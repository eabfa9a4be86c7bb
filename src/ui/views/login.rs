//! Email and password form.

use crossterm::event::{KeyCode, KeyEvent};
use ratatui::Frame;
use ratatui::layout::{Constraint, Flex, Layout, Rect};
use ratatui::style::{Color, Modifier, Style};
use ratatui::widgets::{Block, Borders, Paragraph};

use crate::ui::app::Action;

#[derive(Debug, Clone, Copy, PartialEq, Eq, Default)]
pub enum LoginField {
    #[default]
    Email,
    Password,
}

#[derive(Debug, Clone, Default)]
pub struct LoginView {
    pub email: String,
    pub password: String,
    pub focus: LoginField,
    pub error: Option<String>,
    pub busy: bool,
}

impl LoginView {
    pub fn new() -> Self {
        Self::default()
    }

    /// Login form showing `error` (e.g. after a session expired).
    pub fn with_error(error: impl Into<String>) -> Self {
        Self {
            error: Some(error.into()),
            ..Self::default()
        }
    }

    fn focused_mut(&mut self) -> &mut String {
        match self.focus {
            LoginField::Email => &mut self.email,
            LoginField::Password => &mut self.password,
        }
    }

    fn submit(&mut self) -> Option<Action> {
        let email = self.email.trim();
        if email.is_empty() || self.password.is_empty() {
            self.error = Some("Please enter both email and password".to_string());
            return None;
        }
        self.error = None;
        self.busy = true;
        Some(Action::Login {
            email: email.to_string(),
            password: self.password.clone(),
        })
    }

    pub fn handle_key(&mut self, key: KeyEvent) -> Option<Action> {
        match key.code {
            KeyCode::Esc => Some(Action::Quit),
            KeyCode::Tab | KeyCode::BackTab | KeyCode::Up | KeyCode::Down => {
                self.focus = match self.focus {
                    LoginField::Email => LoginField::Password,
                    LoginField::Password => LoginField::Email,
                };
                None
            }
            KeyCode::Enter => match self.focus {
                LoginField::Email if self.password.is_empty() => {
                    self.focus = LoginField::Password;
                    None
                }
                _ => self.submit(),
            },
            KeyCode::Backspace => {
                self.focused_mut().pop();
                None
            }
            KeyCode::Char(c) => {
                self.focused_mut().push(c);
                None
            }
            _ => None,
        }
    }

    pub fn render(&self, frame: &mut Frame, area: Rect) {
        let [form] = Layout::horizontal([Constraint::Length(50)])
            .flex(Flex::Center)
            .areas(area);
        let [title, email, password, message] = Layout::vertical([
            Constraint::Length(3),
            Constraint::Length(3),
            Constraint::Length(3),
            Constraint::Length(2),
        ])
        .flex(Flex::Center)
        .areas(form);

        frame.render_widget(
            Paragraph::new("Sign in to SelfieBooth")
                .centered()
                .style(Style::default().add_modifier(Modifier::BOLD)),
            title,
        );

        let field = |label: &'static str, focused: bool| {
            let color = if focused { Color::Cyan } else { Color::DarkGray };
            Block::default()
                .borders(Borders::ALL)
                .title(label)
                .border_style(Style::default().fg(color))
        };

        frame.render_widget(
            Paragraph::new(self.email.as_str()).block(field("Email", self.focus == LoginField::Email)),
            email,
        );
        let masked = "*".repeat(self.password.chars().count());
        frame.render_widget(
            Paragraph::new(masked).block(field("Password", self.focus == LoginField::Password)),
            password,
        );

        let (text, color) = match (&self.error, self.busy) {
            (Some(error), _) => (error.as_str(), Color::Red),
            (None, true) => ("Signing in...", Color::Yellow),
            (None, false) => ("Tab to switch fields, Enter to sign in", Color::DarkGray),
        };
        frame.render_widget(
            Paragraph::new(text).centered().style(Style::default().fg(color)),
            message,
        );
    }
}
···
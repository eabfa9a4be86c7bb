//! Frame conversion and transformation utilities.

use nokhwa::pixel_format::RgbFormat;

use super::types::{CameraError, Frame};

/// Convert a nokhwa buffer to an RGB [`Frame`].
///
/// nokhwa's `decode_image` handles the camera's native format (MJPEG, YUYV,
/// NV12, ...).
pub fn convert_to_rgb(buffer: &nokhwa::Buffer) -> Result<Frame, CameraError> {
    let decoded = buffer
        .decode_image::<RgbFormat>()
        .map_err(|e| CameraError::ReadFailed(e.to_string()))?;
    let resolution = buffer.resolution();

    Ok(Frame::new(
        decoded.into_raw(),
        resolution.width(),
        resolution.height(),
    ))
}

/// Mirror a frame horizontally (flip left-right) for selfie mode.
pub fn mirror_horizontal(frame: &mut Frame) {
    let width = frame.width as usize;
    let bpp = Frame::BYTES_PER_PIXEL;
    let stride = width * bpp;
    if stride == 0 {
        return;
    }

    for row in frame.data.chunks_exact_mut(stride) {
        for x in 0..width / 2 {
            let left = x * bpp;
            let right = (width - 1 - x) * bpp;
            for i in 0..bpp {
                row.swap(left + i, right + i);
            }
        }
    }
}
···
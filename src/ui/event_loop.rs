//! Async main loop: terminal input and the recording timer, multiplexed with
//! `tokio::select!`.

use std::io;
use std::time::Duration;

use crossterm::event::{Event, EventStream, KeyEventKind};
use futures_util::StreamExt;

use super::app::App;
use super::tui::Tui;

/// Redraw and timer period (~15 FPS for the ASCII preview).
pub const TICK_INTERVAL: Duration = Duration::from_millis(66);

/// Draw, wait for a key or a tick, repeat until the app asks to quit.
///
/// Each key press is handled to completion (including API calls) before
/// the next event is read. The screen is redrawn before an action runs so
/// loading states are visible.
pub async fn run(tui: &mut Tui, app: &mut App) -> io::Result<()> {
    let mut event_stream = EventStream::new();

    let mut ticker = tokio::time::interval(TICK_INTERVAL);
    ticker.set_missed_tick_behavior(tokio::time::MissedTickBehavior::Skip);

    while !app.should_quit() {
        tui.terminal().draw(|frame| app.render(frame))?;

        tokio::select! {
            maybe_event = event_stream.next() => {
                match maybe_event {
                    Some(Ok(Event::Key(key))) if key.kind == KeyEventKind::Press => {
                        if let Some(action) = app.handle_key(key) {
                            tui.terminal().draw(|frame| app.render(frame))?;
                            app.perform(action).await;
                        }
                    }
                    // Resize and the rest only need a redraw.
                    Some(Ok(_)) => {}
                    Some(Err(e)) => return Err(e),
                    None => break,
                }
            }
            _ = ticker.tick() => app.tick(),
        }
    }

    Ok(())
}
···
### What you are asked to do
Could you set down, exactly as written, the lines above between the one holding "Convert a nokhwa" and the one holding "let decoded = buffer", inclusive, and nothing more?

### Written solution
/// Convert a nokhwa buffer to an RGB [`Frame`].
///
/// nokhwa's `decode_image` handles the camera's native format (MJPEG, YUYV,
/// NV12, ...).
pub fn convert_to_rgb(buffer: &nokhwa::Buffer) -> Result<Frame, CameraError> {
    let decoded = buffer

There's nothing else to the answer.